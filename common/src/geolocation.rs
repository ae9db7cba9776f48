//! 現在地から郵便番号を解決する
//!
//! 1. 位置情報APIで座標を取得（ブラウザ側）
//! 2. Bot検証トークン（detect_location）を取得
//! 3. {language, lat, lng, captcha} を位置情報エンドポイントへ送信
//! 4. 返ってきた郵便番号を5桁ルールで検証
//!
//! 失敗はすべてその試行で終了（自動リトライなし）。

use crate::i18n;
use crate::language::Language;
use crate::postal_code::PostalCode;
use crate::service::{BotVerifier, ServiceClient, VerifyAction};
use crate::types::GeolocationRequest;
use thiserror::Error;

/// 位置取得のタイムアウト（ミリ秒）
pub const POSITION_TIMEOUT_MS: u32 = 10_000;
/// キャッシュ済み位置の許容期間（ミリ秒）
pub const POSITION_MAX_AGE_MS: u32 = 5 * 60 * 1000;
/// 高精度モードを要求する
pub const POSITION_HIGH_ACCURACY: bool = true;

/// 緯度経度
#[derive(Debug, Clone, Copy, PartialEq)]
pub struct Coordinates {
    pub latitude: f64,
    pub longitude: f64,
}

/// 位置情報まわりの失敗
#[derive(Error, Debug, Clone, PartialEq, Eq)]
pub enum LocateError {
    #[error("geolocation is not supported")]
    Unsupported,

    #[error("location permission denied")]
    PermissionDenied,

    #[error("position unavailable")]
    PositionUnavailable,

    #[error("position request timed out")]
    Timeout,

    #[error("location error: {0}")]
    Location(String),

    #[error("bot verification failed")]
    Verification,

    #[error("location service error: {0}")]
    Service(String),
}

impl LocateError {
    /// GeolocationPositionError.code からの変換（1: 拒否, 2: 取得不可, 3: タイムアウト）
    pub fn from_position_error_code(code: u16, message: &str) -> Self {
        match code {
            1 => LocateError::PermissionDenied,
            2 => LocateError::PositionUnavailable,
            3 => LocateError::Timeout,
            _ => LocateError::Location(message.to_string()),
        }
    }

    /// 表示用の翻訳キー
    pub fn message_key(&self) -> &'static str {
        match self {
            LocateError::Unsupported => "locationUnsupported",
            LocateError::PermissionDenied => "locationPermissionDenied",
            LocateError::PositionUnavailable => "locationUnavailable",
            LocateError::Timeout => "locationTimeout",
            LocateError::Location(_) => "locationError",
            LocateError::Verification => "verificationFailed",
            LocateError::Service(_) => "locationServiceError",
        }
    }

    pub fn message(&self, language: Language) -> &'static str {
        i18n::translate(language, self.message_key())
    }
}

/// 座標から郵便番号を解決する
pub async fn resolve_postal_code<C, V>(
    client: &C,
    verifier: &V,
    language: Language,
    coords: Coordinates,
) -> Result<PostalCode, LocateError>
where
    C: ServiceClient,
    V: BotVerifier,
{
    let captcha = verifier
        .execute(VerifyAction::DetectLocation)
        .await
        .ok_or(LocateError::Verification)?;

    let request = GeolocationRequest {
        language,
        lat: coords.latitude,
        lng: coords.longitude,
        captcha,
    };

    let response = client
        .post_geolocation(&request)
        .await
        .map_err(|e| LocateError::Service(e.to_string()))?;

    if !response.success {
        return Err(LocateError::Service(
            response.error.unwrap_or_else(|| "request rejected".to_string()),
        ));
    }

    let code = response.postal_code.unwrap_or_default();
    PostalCode::parse(&code).map_err(|e| LocateError::Service(e.to_string()))
}

#[cfg(test)]
mod tests {
    use super::*;
    use crate::mock::{MockClient, MockVerifier};
    use crate::types::GeolocationResponse;
    use futures::executor::block_on;

    const BERLIN: Coordinates = Coordinates {
        latitude: 52.5200,
        longitude: 13.4050,
    };

    fn response(success: bool, postal_code: Option<&str>, error: Option<&str>) -> GeolocationResponse {
        GeolocationResponse {
            success,
            postal_code: postal_code.map(str::to_string),
            error: error.map(str::to_string),
        }
    }

    #[test]
    fn test_resolve_success() {
        let client = MockClient::geolocation_ok(response(true, Some("10117"), None));
        let verifier = MockVerifier::with_token("geo-token");

        let code = block_on(resolve_postal_code(&client, &verifier, Language::En, BERLIN))
            .expect("解決できるはず");

        assert_eq!(code.as_str(), "10117");
        let calls = client.geolocation_calls.borrow();
        assert_eq!(calls.len(), 1);
        assert_eq!(calls[0].captcha, "geo-token");
        assert_eq!(calls[0].language, Language::En);
        assert_eq!(calls[0].lat, 52.5200);
        assert_eq!(calls[0].lng, 13.4050);
        assert_eq!(verifier.actions.borrow().as_slice(), &[VerifyAction::DetectLocation]);
    }

    #[test]
    fn test_resolve_verification_failure_skips_request() {
        let client = MockClient::geolocation_ok(response(true, Some("10117"), None));
        let verifier = MockVerifier::unavailable();

        let err = block_on(resolve_postal_code(&client, &verifier, Language::De, BERLIN)).unwrap_err();
        assert_eq!(err, LocateError::Verification);
        assert!(client.geolocation_calls.borrow().is_empty());
    }

    #[test]
    fn test_resolve_invalid_code_from_service() {
        let client = MockClient::geolocation_ok(response(true, Some("1011"), None));
        let verifier = MockVerifier::with_token("tok");

        let err = block_on(resolve_postal_code(&client, &verifier, Language::De, BERLIN)).unwrap_err();
        assert!(matches!(err, LocateError::Service(_)));
    }

    #[test]
    fn test_resolve_missing_code_from_service() {
        let client = MockClient::geolocation_ok(response(true, None, None));
        let verifier = MockVerifier::with_token("tok");

        let err = block_on(resolve_postal_code(&client, &verifier, Language::De, BERLIN)).unwrap_err();
        assert_eq!(err.message_key(), "locationServiceError");
    }

    #[test]
    fn test_resolve_service_reports_failure() {
        let client = MockClient::geolocation_ok(response(false, None, Some("outside Germany")));
        let verifier = MockVerifier::with_token("tok");

        let err = block_on(resolve_postal_code(&client, &verifier, Language::De, BERLIN)).unwrap_err();
        assert_eq!(err, LocateError::Service("outside Germany".to_string()));
    }

    #[test]
    fn test_resolve_network_failure() {
        let client = MockClient::failing();
        let verifier = MockVerifier::with_token("tok");

        let err = block_on(resolve_postal_code(&client, &verifier, Language::De, BERLIN)).unwrap_err();
        assert!(matches!(err, LocateError::Service(ref m) if m.contains("connection refused")));
    }

    #[test]
    fn test_position_error_codes() {
        assert_eq!(LocateError::from_position_error_code(1, ""), LocateError::PermissionDenied);
        assert_eq!(LocateError::from_position_error_code(2, ""), LocateError::PositionUnavailable);
        assert_eq!(LocateError::from_position_error_code(3, ""), LocateError::Timeout);
        assert_eq!(
            LocateError::from_position_error_code(0, "weird"),
            LocateError::Location("weird".to_string())
        );
    }

    #[test]
    fn test_each_failure_has_distinct_message() {
        let errors = [
            LocateError::Unsupported,
            LocateError::PermissionDenied,
            LocateError::PositionUnavailable,
            LocateError::Timeout,
            LocateError::Location(String::new()),
            LocateError::Verification,
            LocateError::Service(String::new()),
        ];
        let mut messages: Vec<&str> = errors.iter().map(|e| e.message(Language::En)).collect();
        for message in &messages {
            assert!(!message.is_empty());
            assert!(!message.starts_with("location"), "翻訳漏れ: {}", message);
        }
        messages.sort();
        messages.dedup();
        assert_eq!(messages.len(), errors.len());
    }

    #[test]
    fn test_message_falls_back_to_german() {
        assert_eq!(
            LocateError::Timeout.message(Language::Pl),
            "Die Standortermittlung hat zu lange gedauert."
        );
    }
}
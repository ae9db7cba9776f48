//! 解析ボタンコンポーネント

use leptos::prelude::*;
use waste_sort_common::{AnalysisSession, SubmitPhase};
use crate::i18n::use_i18n;

#[component]
pub fn AnalyzeButton<FA>(
    session: RwSignal<AnalysisSession>,
    phase: ReadSignal<SubmitPhase>,
    on_analyze: FA,
) -> impl IntoView
where
    FA: Fn(()) + 'static + Clone,
{
    let i18n = use_i18n();
    let is_busy = move || !phase.get().is_idle();
    let is_disabled = move || !session.with(|s| s.can_submit()) || is_busy();

    view! {
        <div class="analyze-button">
            <button
                class="btn btn-primary"
                class:loading=is_busy
                disabled=is_disabled
                on:click={
                    let on_analyze = on_analyze.clone();
                    move |_| on_analyze(())
                }
            >
                {move || if is_busy() {
                    format!("⏳ {}", i18n.t("analyzing"))
                } else {
                    format!("{} 🛡", i18n.t("analyzeButton"))
                }}
            </button>
        </div>
    }
}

--

• _Your instructions_:
Please show the lines of the material that contain the string "Debug".

• _Solution for this problem_:
#[derive(Debug, Clone, Copy, PartialEq)]
#[derive(Error, Debug, Clone, PartialEq, Eq)]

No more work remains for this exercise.